D.C. rookies, take note: Washington Post Express local editor Clinton Yates breaks down the latest in a long string of meme videos:
Just when it seemed like the ‘[Expletive] People Say’ meme was dead and gone, a new comedy club in the District revived it like a mug. If you don’t know what that means, then “[Expletive] People FROM D.C. Say” isn’t for you.
When comedians Eddie Bryant and Lamont King released their video in conjunction with Riot Act Comedy Theater at 8th and E Streets NW in Penn Quarter, it was an immediate hit among D.C. area natives.
Listen to it here. (Warning: Contains explicit language. NSFW)
The two play out the meme in typical fashion, but where this video excels is specifically in context and tone.
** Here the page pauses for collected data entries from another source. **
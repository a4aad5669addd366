use crate::as_graph::ASN;
use crate::shared::Relationships;
use crate::simulation_engine::announcement::Announcement;

/// Only-To-Customers (RFC 9234). `ann.only_to_customers` carries the ASN
/// that attested the OTC attribute, not a bare flag -- a receiver needs the
/// attesting ASN to check it came in on the session that set it.
pub fn is_valid(ann: &Announcement, recv_relationship: Relationships) -> bool {
    match (ann.only_to_customers, recv_relationship) {
        // An OTC route can never legitimately arrive from a customer: that
        // would mean the customer re-exported something meant to terminate.
        (Some(_), Relationships::Customers) => false,
        // From a peer, the attesting ASN must be the peer that sent it.
        (Some(attester), Relationships::Peers) => attester == ann.next_hop_asn,
        _ => true,
    }
}

/// Attach the OTC attestation on egress when sending to a customer or
/// provider, so downstream ASes know this route must terminate at the next
/// customer.
pub fn attach_on_egress(ann: &mut Announcement, send_relationship: Relationships, as_obj_asn: ASN) {
    if ann.only_to_customers.is_none()
        && matches!(send_relationship, Relationships::Customers | Relationships::Providers)
    {
        ann.only_to_customers = Some(as_obj_asn);
    }
}

pub fn should_propagate(ann: &Announcement, send_relationship: Relationships) -> bool {
    match ann.only_to_customers {
        Some(_) => matches!(send_relationship, Relationships::Customers),
        None => true,
    }
}
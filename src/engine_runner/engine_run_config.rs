use std::collections::HashSet;
use std::sync::Mutex;

use crate::as_graph::ASGraph;
use crate::simulation_framework::scenario_config::ScenarioConfig;

/// Configuration for a single engine run
#[derive(Debug, Clone)]
pub struct EngineRunConfig {
    /// Unique name for this engine run
    pub name: String,
    
    /// Scenario configuration
    pub scenario_config: ScenarioConfig,
    
    /// AS graph to use
    pub as_graph: ASGraph,
    
    /// Description for diagram generation
    pub diagram_desc: String,
    
    /// Additional text description
    pub text: String,
    
    /// Ranks for diagram layout
    pub diagram_ranks: Vec<Vec<u32>>,
}

// Track used names to ensure uniqueness
lazy_static::lazy_static! {
    static ref USED_NAMES: Mutex<HashSet<String>> = Mutex::new(HashSet::new());
}

impl EngineRunConfig {
    pub fn new(
        name: String,
        scenario_config: ScenarioConfig,
        as_graph: ASGraph,
    ) -> Result<Self, String> {
        // Check if name is already used
        let mut used_names = USED_NAMES.lock().unwrap();
        if used_names.contains(&name) {
            return Err(format!("Name '{}' already used", name));
        }
        used_names.insert(name.clone());
        
        Ok(EngineRunConfig {
            name,
            scenario_config,
            as_graph,
            diagram_desc: String::new(),
            text: String::new(),
            diagram_ranks: Vec::new(),
        })
    }
    
    pub fn with_diagram_desc(mut self, desc: String) -> Self {
        self.diagram_desc = desc;
        self
    }
    
    pub fn with_text(mut self, text: String) -> Self {
        self.text = text;
        self
    }
    
    pub fn with_diagram_ranks(mut self, ranks: Vec<Vec<u32>>) -> Self {
        self.diagram_ranks = ranks;
        self
    }
    
    pub fn to_json(&self) -> serde_json::Value {
        serde_json::json!({
            "name": self.name,
            "diagram_desc": self.diagram_desc,
            "text": self.text,
            "scenario_config": {
                "label": self.scenario_config.label,
                "scenario_name": self.scenario_config.scenario_name,
                "default_adoption_settings": self.scenario_config.default_adoption_settings,
            },
            "diagram_ranks": self.diagram_ranks,
            // AS graph serialization would be complex, omitting for now
            "as_graph": "AS graph serialization not implemented",
        })
    }
}

// External crate for lazy static initialization
extern crate lazy_static;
The clip is literally packed with slang terms old and new that only those who’ve spent a considerable amount of time here would ever even understand, nevermind use.
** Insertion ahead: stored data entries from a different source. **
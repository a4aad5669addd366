use crate::as_graph::AS;
use crate::shared::{Relationships, Setting};
use crate::simulation_engine::announcement::Announcement;

/// Origin-Prefix-Hijack-Customers / First-ASN-Stripping-Prefix-Hijack-Customers:
/// attacker-side propagation-time transforms applied to an outgoing
/// announcement on its way to customers, craft a shorter forged path.
///
/// Origin-Prefix-Hijack-Customers is the baseline attacker behavior and
/// needs no transform here -- it re-announces the hijack unchanged.
/// First-ASN-Stripping additionally strips the attacker's own ASN a second
/// time off the front of `as_path`, so customers see a path one hop shorter
/// than what peers/providers see.
pub fn apply_on_egress(ann: &mut Announcement, send_relationship: Relationships, as_obj: &AS) {
    if send_relationship != Relationships::Customers {
        return;
    }
    if !as_obj.settings.contains(Setting::FirstAsnStrippingPrefixHijackCustomers) {
        return;
    }
    if ann.as_path.first() == Some(&as_obj.asn) {
        ann.as_path.remove(0);
    }
}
Alas, the video does play on certain stereotypes that could understandably make some uncomfortable. Clearly, not all black men from D.C. are unfamiliar with art galleries, Capital Bikeshare or the notion that white people now populate the U Street corridor quite heavily. But the point is not lost. All of these obvious identifiers of a change in culture in the city are still worth commenting on at every turn for many.
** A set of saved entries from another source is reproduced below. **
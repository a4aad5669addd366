use std::collections::{HashMap, HashSet};
use std::str::FromStr;

use ipnetwork::IpNetwork;

use crate::as_graph::{ASGraph, ASN};
use crate::engine::SimulationEngine;
use crate::route_validator::ROA;
use crate::shared::{Relationships, Timestamps};
use crate::simulation_engine::Announcement;
use crate::simulation_framework::scenario::ScenarioTrait;

/// No attacker: only the legitimate origin announces. Useful as a control
/// run to measure baseline reachability against an attack scenario's.
pub struct LegitimatePrefixOnly {
    legitimate_origin_asns: HashSet<ASN>,
}

impl LegitimatePrefixOnly {
    pub fn new(legitimate_origin_asns: HashSet<ASN>) -> Self {
        LegitimatePrefixOnly { legitimate_origin_asns }
    }
}

impl ScenarioTrait for LegitimatePrefixOnly {
    fn name(&self) -> &str {
        "LegitimatePrefixOnly"
    }

    fn get_attacker_asns(&self, _as_graph: &ASGraph) -> HashSet<ASN> {
        HashSet::new()
    }

    fn get_legitimate_origin_asns(&self, _as_graph: &ASGraph) -> HashSet<ASN> {
        self.legitimate_origin_asns.clone()
    }

    fn get_seed_asn_ann_dict(&self, _as_graph: &ASGraph) -> HashMap<ASN, Vec<Announcement>> {
        let mut seed_dict = HashMap::new();
        let prefix = IpNetwork::from_str("10.0.0.0/24").unwrap();

        for &asn in &self.legitimate_origin_asns {
            let ann = Announcement::new_with_path(prefix, vec![asn], asn, Relationships::Origin, Timestamps::Victim);
            seed_dict.insert(asn, vec![ann]);
        }

        seed_dict
    }

    fn get_roas(&self, _as_graph: &ASGraph) -> Vec<ROA> {
        let prefix = IpNetwork::from_str("10.0.0.0/24").unwrap();
        self.legitimate_origin_asns.iter().map(|&asn| ROA::new(prefix, asn, Some(24))).collect()
    }

    fn is_successful(&self, engine: &SimulationEngine) -> bool {
        let legitimate_prefix = IpNetwork::from_str("10.0.0.0/24").unwrap();

        let mut has_routes = 0;
        let total_ases = engine.as_graph.len();

        for (_, policy) in engine.policy_store.iter() {
            if policy.local_rib.contains_key(&legitimate_prefix) {
                has_routes += 1;
            }
        }

        has_routes as f64 / total_ases as f64 > 0.8
    }
}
The true genius of this video though, is the dialogue between the two comedians. Everyone knows that guy who claims he reps Southeast but grew up in Fairfax. And the guy who it takes nine handshakes, three side plans and two number exchanges to finally walk away from after a conversation? He is everywhere. As for catching cabs, they’re 100 percent on point.
When I suggested that the “[Expletive D.C. Says]” was a wildly misnamed meme, Bryant and King’s video is the reason why. What you see here is comically ridiculous, yet uncannily accurate view of the D.C. that most of us who grew up here know and love.
Or as Bryant would say, “that’s the joint I was telling you about.”